Is fixed to the outer surface of the inner cylindrical portion 2 by resistance welding.
Is wound around the outer surface of the inner cylindrical portion 2 substantially once, and the other end 5b of the foil 5 is fixed to the inner cylindrical portion 2 by resistance welding. Foil coating method. 7. The inner cylindrical portion 2 of the vacuum double structure A having a vacuum space 3 formed between the outer cylindrical portion 1 and the inner cylindrical portion 2 housed in the outer cylindrical portion 1. A method of coating an outer surface with an aluminum or copper foil 5, wherein the foil 5 is coated with the inner cylindrical portion 2.

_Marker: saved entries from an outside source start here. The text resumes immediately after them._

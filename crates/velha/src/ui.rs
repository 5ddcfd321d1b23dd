//! Stateless UI rendering for tic-tac-toe.

use ratatui::{
    Frame,
    layout::{Alignment, Constraint, Direction, Layout, Rect},
    style::{Color, Modifier, Style},
    text::{Line, Span},
    widgets::{Block, Borders, Clear, Paragraph},
};
use velha_engine::{Board, Cell, Player, Position, winning_line};

use crate::app::App;

const HINTS: &str = "arrows: move  enter: play  1-9: cell  r: new game  q: quit";

/// Renders the whole screen for the current app state.
pub fn draw(frame: &mut Frame, app: &App) {
    let area = frame.area();

    let chunks = Layout::default()
        .direction(Direction::Vertical)
        .constraints([
            Constraint::Length(3), // Title
            Constraint::Length(3), // Status
            Constraint::Min(11),   // Board
            Constraint::Length(1), // Hints
        ])
        .split(area);

    let title = Paragraph::new(app.config().title().as_str())
        .style(Style::default().fg(Color::Cyan).add_modifier(Modifier::BOLD))
        .alignment(Alignment::Center);
    frame.render_widget(title, chunks[0]);

    let status = Paragraph::new(app.status_line())
        .style(Style::default().fg(Color::Yellow))
        .alignment(Alignment::Center)
        .block(Block::default().borders(Borders::ALL));
    frame.render_widget(status, chunks[1]);

    let winning = winning_line(app.state().board());
    let highlight: &[Position] = match &winning {
        Some((_, line)) => line,
        None => &[],
    };
    draw_board(frame, chunks[2], app.state().board(), app.cursor(), highlight);

    let hints = Paragraph::new(HINTS)
        .style(Style::default().fg(Color::DarkGray))
        .alignment(Alignment::Center);
    frame.render_widget(hints, chunks[3]);

    if let Some(outcome) = app.alert() {
        draw_alert(frame, area, &App::alert_message(outcome));
    }
}

fn draw_board(
    frame: &mut Frame,
    area: Rect,
    board: &Board,
    cursor: Position,
    highlight: &[Position],
) {
    let board_area = center_rect(area, 40, 11);

    let rows = Layout::default()
        .direction(Direction::Vertical)
        .constraints([
            Constraint::Length(3),
            Constraint::Length(1),
            Constraint::Length(3),
            Constraint::Length(1),
            Constraint::Length(3),
        ])
        .split(board_area);

    for row in 0..3 {
        draw_row(frame, rows[row * 2], board, cursor, highlight, row);
        if row < 2 {
            draw_separator(frame, rows[row * 2 + 1]);
        }
    }
}

fn draw_row(
    frame: &mut Frame,
    area: Rect,
    board: &Board,
    cursor: Position,
    highlight: &[Position],
    row: usize,
) {
    let cols = Layout::default()
        .direction(Direction::Horizontal)
        .constraints([
            Constraint::Length(12),
            Constraint::Length(1),
            Constraint::Length(12),
            Constraint::Length(1),
            Constraint::Length(12),
        ])
        .split(area);

    for col in 0..3 {
        if let Some(pos) = Position::from_row_col(row, col) {
            let (selected, winning) = (pos == cursor, highlight.contains(&pos));
            draw_cell(frame, cols[col * 2], board, pos, selected, winning);
        }
        if col < 2 {
            draw_separator_vertical(frame, cols[col * 2 + 1]);
        }
    }
}

fn draw_cell(
    frame: &mut Frame,
    area: Rect,
    board: &Board,
    pos: Position,
    selected: bool,
    winning: bool,
) {
    let (symbol, base_style) = match board.get(pos) {
        Cell::Empty => (
            format!(" {} ", pos.to_index() + 1),
            Style::default().fg(Color::DarkGray),
        ),
        Cell::Occupied(Player::X) => (
            " X ".to_string(),
            Style::default().fg(Color::Blue).add_modifier(Modifier::BOLD),
        ),
        Cell::Occupied(Player::O) => (
            " O ".to_string(),
            Style::default().fg(Color::Red).add_modifier(Modifier::BOLD),
        ),
    };

    let style = match (selected, winning) {
        (true, true) => base_style.bg(Color::Green).add_modifier(Modifier::REVERSED),
        (false, true) => base_style.bg(Color::Green),
        (true, false) => base_style.bg(Color::White).fg(Color::Black),
        (false, false) => base_style,
    };

    // Vertically center the symbol in the 3-line cell.
    let lines = vec![
        Line::default(),
        Line::from(Span::styled(symbol, style)),
        Line::default(),
    ];
    frame.render_widget(Paragraph::new(lines).alignment(Alignment::Center), area);
}

fn draw_alert(frame: &mut Frame, area: Rect, message: &str) {
    let popup = center_rect(area, 32, 5);
    let text = vec![
        Line::from(Span::styled(
            message.to_string(),
            Style::default().add_modifier(Modifier::BOLD),
        )),
        Line::from(Span::styled(
            "enter: close  r: new game",
            Style::default().fg(Color::DarkGray),
        )),
    ];
    let paragraph = Paragraph::new(text).alignment(Alignment::Center).block(
        Block::default()
            .title("Game over")
            .borders(Borders::ALL)
            .border_style(Style::default().fg(Color::Magenta)),
    );

    frame.render_widget(Clear, popup);
    frame.render_widget(paragraph, popup);
}

fn draw_separator(frame: &mut Frame, area: Rect) {
    let sep = Paragraph::new("────────────┼────────────┼────────────")
        .style(Style::default().fg(Color::DarkGray));
    frame.render_widget(sep, area);
}

fn draw_separator_vertical(frame: &mut Frame, area: Rect) {
    let sep = Paragraph::new("│\n│\n│").style(Style::default().fg(Color::DarkGray));
    frame.render_widget(sep, area);
}

fn center_rect(area: Rect, width: u16, height: u16) -> Rect {
    let vert = Layout::default()
        .direction(Direction::Vertical)
        .constraints([
            Constraint::Length(area.height.saturating_sub(height) / 2),
            Constraint::Length(height),
            Constraint::Length(area.height.saturating_sub(height) / 2),
        ])
        .split(area);

    Layout::default()
        .direction(Direction::Horizontal)
        .constraints([
            Constraint::Length(area.width.saturating_sub(width) / 2),
            Constraint::Length(width),
            Constraint::Length(area.width.saturating_sub(width) / 2),
        ])
        .split(vert[1])[1]
}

Is wound around the outer surface substantially once, and then one end edge 5a of the foil 5 is wound.
And the other end edge 5b is fixed to the inner cylinder 2 by resistance welding. 8. An inner cylindrical portion 2 of a vacuum double structure A having a vacuum space 3 formed between an outer cylindrical portion 1 and an inner cylindrical portion 2 housed in the outer cylindrical portion 1. A method of coating an outer surface with an aluminum or copper foil 5, wherein the foil 5 is coated with the inner cylindrical portion 2.
A method of coating the foil 5 on the outer surface of the inner cylinder 2 by applying resistance welding to the foil 5 in the circumferential direction while winding the foil 5 substantially one round on the outer surface of the inner cylinder 2. 9. The resistance welding is performed intermittently so that the welded portion W formed by the resistance welding has a broken line shape.
Or the method of coating the inner cylinder portion outer surface foil described in 8 above.